Brands can use AI for overall campaign management from start to finish, making it easier to pinpoint the right voices to market their products and speed up processes like payments and approvals of the content influencers provide.
Take influencer selection as a quick example. AI can analyse thousands of social profiles post-haste and deliver instant insights on follower numbers, engagement rates and even tones of voice, so brands can quickly develop long-lists of potential partners to assess.
That’s where the element of personalisation comes in for brand managers to find the right storyteller for their brand and decide how to reach out to influencers in the appropriate field in the right ways. Crucially, AI can do the big jobs quickly, but still relies on human input for true personalisation.
It also comes to the fore for the likes of tracking and reporting for accurate results—real-time engagement insights can lead to real-time changes to campaigns by way of predictive analytics, so campaign managers don’t have to keep their eyes peeled 24 hours a day.
Bulls-AI: Enhanced Targeting and Personalisation
Every brand’s (pipe)dream is to achieve pinpoint precision with its audience targeting. Of course, that can never be 100% accurate, but AI is getting us closer to such a marketing utopia.
Campaign effectiveness can be drastically improved when AI is trained on collecting data about demographics, user behaviours and industry interests. Brand managers armed with such insights can be more confident about picking the right collaborators to promote their products because they know they’ll be talking to an audience that’s more engaged with what they have to say.
This level of personalisation can lead to greater customer engagement and, ultimately, long-term loyalty if brands can hit the bulls-AI.
McDonald’s, for instance, collaborated with Influential on an AI-driven marketing campaign for its new Buttermilk Crispy Tenders a few years back. Analysing millions of data points to find the right users to target led to an uptick in purchase intent of 6.6% versus previous campaigns.
Volvo Cars turned to Influencer.ai to find target buyers for its XC90 in Sweden and identified micro-influencers to help it do so via audience demographic and behavioural data.
Consumer targeting is only becoming more accurate thanks to AI, but that’s not the only benefit for brands like those.

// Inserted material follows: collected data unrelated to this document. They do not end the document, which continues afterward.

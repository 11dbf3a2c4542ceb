//! Material symbols: wood and insulation.

use std::f64::consts::TAU;

use tracing::warn;

use super::lines;
use super::util::{MAX_LATTICE_CELLS, TileSink};
use super::wave::sampled_rows;
use crate::arc::{Arc, adaptive_segment_count, sample_arc};
use crate::geometry::Point;

/// Growth rings `step` apart around the centroid, with the pith as a dot.
pub(super) fn wood_cross_section(sink: &mut TileSink, step: f64) {
    let rings = (sink.extent().max_radius() / step).ceil();
    let per_ring = adaptive_segment_count(TAU);
    if rings * per_ring as f64 > MAX_LATTICE_CELLS as f64 {
        warn!(step, "growth rings too dense, skipping");
        return;
    }

    let origin = Point::new(0.0, 0.0);
    sink.point(origin);
    for k in 1..=rings as usize {
        let ring = Arc::full_circle(origin, k as f64 * step);
        sink.polyline(&sample_arc(&ring, per_ring));
    }
}

/// Wavy grain lines along the hatch direction.
pub(super) fn wood_longitudinal(sink: &mut TileSink, step: f64) {
    let amplitude = 0.2 * step;
    sampled_rows(sink, step / 4.0, step, "wood-longitudinal", |x, j| {
        amplitude * (x / (1.5 * step) + j as f64 * 0.9).sin()
    });
}

/// Batt insulation: each band of height `step` holds a looping prolate
/// cycloid, one loop per `step` along the band.
pub(super) fn insulation_soft(sink: &mut TileSink, step: f64) {
    const SAMPLES_PER_LOOP: i64 = 16;
    let Some((cols, rows)) = sink.extent().lattice(step / SAMPLES_PER_LOOP as f64, step, "insulation-soft") else {
        return;
    };

    // x = a·t − b·sin t loops whenever b > a.
    let a = step / TAU;
    let b = 0.45 * step;
    let dt = TAU / SAMPLES_PER_LOOP as f64;
    let first = cols.start() - SAMPLES_PER_LOOP / 2;
    let last = cols.end() + SAMPLES_PER_LOOP / 2;

    let mut band = Vec::with_capacity((last - first + 1).max(0) as usize);
    for j in rows {
        band.clear();
        let mid = (j as f64 + 0.5) * step;
        band.extend((first..=last).map(|k| {
            let t = k as f64 * dt;
            Point::new(a * t - b * t.sin(), mid - b * t.cos())
        }));
        sink.polyline(&band);
    }
}

/// Rigid boards: band edges `step` apart with a diagonal zigzag inside.
pub(super) fn insulation_rigid(sink: &mut TileSink, step: f64) {
    lines::parallel(sink, step);
    let half = step / 2.0;
    sampled_rows(sink, half, step, "insulation-rigid", |x, _| {
        if (x / half).round() as i64 % 2 == 0 { 0.0 } else { step }
    });
}
//! draft-kernel - CLI for hatch tiling and drafting geometry
//!
//! Usage:
//!   draft-kernel tile <svg|job.yaml> -p <pattern>   Hatch every region
//!   draft-kernel swatches [-o file.svg]             Pattern swatch sheet
//!   draft-kernel benchmark <svg|job.yaml>           Benchmark pattern tiling
//!   draft-kernel snap --pointer x,y                 Resolve a snapped point
//!   draft-kernel patterns                           List available patterns

mod cli;

use std::env;
use std::process;

use tracing_subscriber::EnvFilter;

use draft_kernel::PatternKind;

use cli::{CliResult, cmd_benchmark, cmd_snap, cmd_swatches, cmd_tile};

fn main() {
    tracing_subscriber::fmt()
        .with_env_filter(EnvFilter::try_from_default_env().unwrap_or_else(|_| EnvFilter::new("info")))
        .with_writer(std::io::stderr)
        .with_target(false)
        .init();

    let args: Vec<String> = env::args().collect();
    let prog = args.first().map(String::as_str).unwrap_or("draft-kernel");

    let Some(command) = args.get(1) else {
        print_usage(prog);
        process::exit(1);
    };

    let rest = &args[2..];
    let result: CliResult = match command.as_str() {
        "tile" => cmd_tile(rest),
        "swatches" => cmd_swatches(rest),
        "benchmark" => cmd_benchmark(rest),
        "snap" => cmd_snap(rest),
        "patterns" => {
            cmd_patterns();
            Ok(())
        }
        "help" | "--help" | "-h" => {
            print_usage(prog);
            Ok(())
        }
        other => Err(format!("unknown command: {other}").into()),
    };

    if let Err(e) = result {
        eprintln!("Error: {e}");
        process::exit(1);
    }
}

fn print_usage(prog: &str) {
    eprintln!("draft-kernel - hatch tiling and drafting geometry");
    eprintln!();
    eprintln!("Usage:");
    eprintln!("  {} tile <svg|job.yaml> [-p <pattern>] [options]", prog);
    eprintln!("  {} swatches [-o file.svg] [--png file.png]", prog);
    eprintln!("  {} benchmark <svg|job.yaml> [-p <pattern>]", prog);
    eprintln!("  {} snap --pointer x,y [--reference x,y] [options]", prog);
    eprintln!("  {} patterns", prog);
    eprintln!();
    eprintln!("Run '{} <command> --help' for command options.", prog);
    eprintln!();
    eprintln!("Stdin support:");
    eprintln!("  Use '-' as input file to read SVG from stdin:");
    eprintln!("  echo '<svg>...</svg>' | {} tile - -p brick -o -", prog);
    eprintln!();
    eprintln!("Logging goes to stderr; set RUST_LOG=debug for tiling statistics.");
}

fn cmd_patterns() {
    println!("Available patterns:");
    for kind in PatternKind::all() {
        println!("  {:<20} {}", kind.name(), kind.describe());
    }
}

Getting Smart with Content Creation and Optimisation
Both brands and influencers can reap the rewards of putting AI to work on their content. From relevance to rapid deployment, this is where the manual processes involved in creation and optimisation get chucked into the gutter.
AI can personalise content to match tone of voice and look and feel so both parties can better engage their target audiences. From editing scripts to colour-grading images, AI tools analyse millions of pieces of existing content to know what works and what doesn’t, so there’s much less guesswork involved these days.
Content creators can lean on AI to suggest hashtags, descriptions, captions, alt texts and calls-to-action for images and videos, too, so their appeals feel as relevant to potential buyers as they would if they came from a friend.
Naturally, no two platforms are the same, so it’s necessary for brands and influencers to adapt their approaches to content creation across different channels.
Taking a Closer Look with Visual Recognition Technology
Content optimisation with AI doesn’t stop there. Top brands can not only use it in the research process to pick out appearances of their logos and products, but they can even glean insights into the sentiment portrayed by influencers in their videos, which can be particularly handy for competitor analysis and content creator oneupmanship if they detect gaps in the reviews.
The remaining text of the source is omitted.